An Iconography of the Flesh: How Corpses Mean As Matter


The structuring relationship between the material world and the world of culture is variously embodied in the figure of the corpse. To ask how corpses mean as matter is to attend to them as “things themselves”—by bracketing the freighted assumptions and naturally mixed feelings we have when we encounter something that cannot but remind us of our own mortality. Corpses force us to think of putrefaction—and allow us, via a complex system of cultural and representational practices, to just as quickly disavow this unpleasantness. Wherever the corpse appears, then, it brings with it ideas about the relationship between representation and the real, or, more precisely, about the matter of subjectivity.

This materiality also crucially constitutes the corpse’s difference from the identity of the deceased, and it is here where the corpse may thus do more than simply reference the past. The end point of the argument, then, is to work towards a vocabulary that allows this difference—this material remainder—to figure meaningfully in practices of grief and mourning that may not point exclusively back towards the deceased (and inevitably a particular version of that person’s legacy) but towards the future and towards polysemic, even conflicting ideas of the responsibility placed upon us by this death.

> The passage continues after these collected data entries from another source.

#![no_main]
use classpatch::binpatch::BinPatch;
use libfuzzer_sys::fuzz_target;

fuzz_target!(|data: &[u8]| {
    // Anything that parses must re-encode to the same bytes.
    if let Ok(patch) = BinPatch::from_bytes(data) {
        let bytes = patch.to_bytes().expect("parsed record must encode");
        assert_eq!(BinPatch::from_bytes(&bytes).expect("re-parse"), patch);
    }
});
//! Classpatch: binary class patches and unified source patches across
//! renamed symbol spaces.
//!
//! The crate provides:
//! - SRG mapping tables with inner-class indexing and repackaging (`mapping`)
//! - A GDIFF binary delta codec (`delta`)
//! - Binary patch records, containers and the generation/reconstruction
//!   pipeline (`binpatch`)
//! - Selection of the compiled classes a set of source patches touches
//!   (`selection`)
//! - Unified diff generation and fuzzy application with chained stages
//!   (`textpatch`)
//! - An optional CLI (`cli` feature)
//!
//! # Quick Start
//!
//! ```
//! use classpatch::binpatch::{BinPatch, apply_patch};
//! use classpatch::checksum::adler32;
//! use classpatch::delta::compute_delta;
//!
//! let clean = [1u8, 2, 3];
//! let dirty = [1u8, 0x99, 3];
//!
//! let patch = BinPatch {
//!     obf_name: "a".into(),
//!     source_name: "a".into(),
//!     target_name: "net.minecraft.Foo".into(),
//!     checksum: Some(adler32(&clean)),
//!     delta: compute_delta(&clean, &dirty),
//! };
//! let bytes = patch.to_bytes().unwrap();
//! let decoded = BinPatch::from_bytes(&bytes).unwrap();
//! assert_eq!(apply_patch(&decoded, Some(&clean[..])).unwrap(), dirty);
//! ```

pub mod archive;
pub mod binpatch;
pub mod checksum;
pub mod delta;
pub mod mapping;
pub mod selection;
pub mod textpatch;

#[cfg(feature = "cli")]
pub mod cli;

This paper opens a discussion of corpses as “vibrant matter” (to borrow Jane Bennett’s provocative term) whose materiality is an equal partner to their cultural significance. My reading opens a conversation about the very real work of corpses as things capable of organizing diverse affect that in turn may become considered action.

Following Bennett’s reading of Deleuze and Latour, I account for the corpse as both deceased subject and material object by framing it as a kind of assemblage. As remains, the corpse is essentially referential, the remains of someone. But remains are also material, matter that functions as an actant in concert with the processes of decomposition, with the interventions of photography and embalming, with the cultural practices of disposal that ritually encounter and resolve this “remaining.”

The corpse diversely and dynamically organizes the cultural, the representational, the biological, the subjective and the objective, the ritual and the metaphysical. I argue that lingering with the corpse as a dynamic assemblage allows for the development of a nuanced and materialistic notion of agency. I further suggest that this kind of reading provocatively develops Bill Brown’s question, “What might scholars accomplish through a materialist analysis of media?” Corpses are unique objects in that they already suggest themselves as figures of the material, thus literally embodying the question of what a materialist media studies might look like. Corpses communicate something to us about the flesh; they are the not-so-passive objects of technological, ritual and representational practices; they are the perfect starting point for a materialist communication and media studies.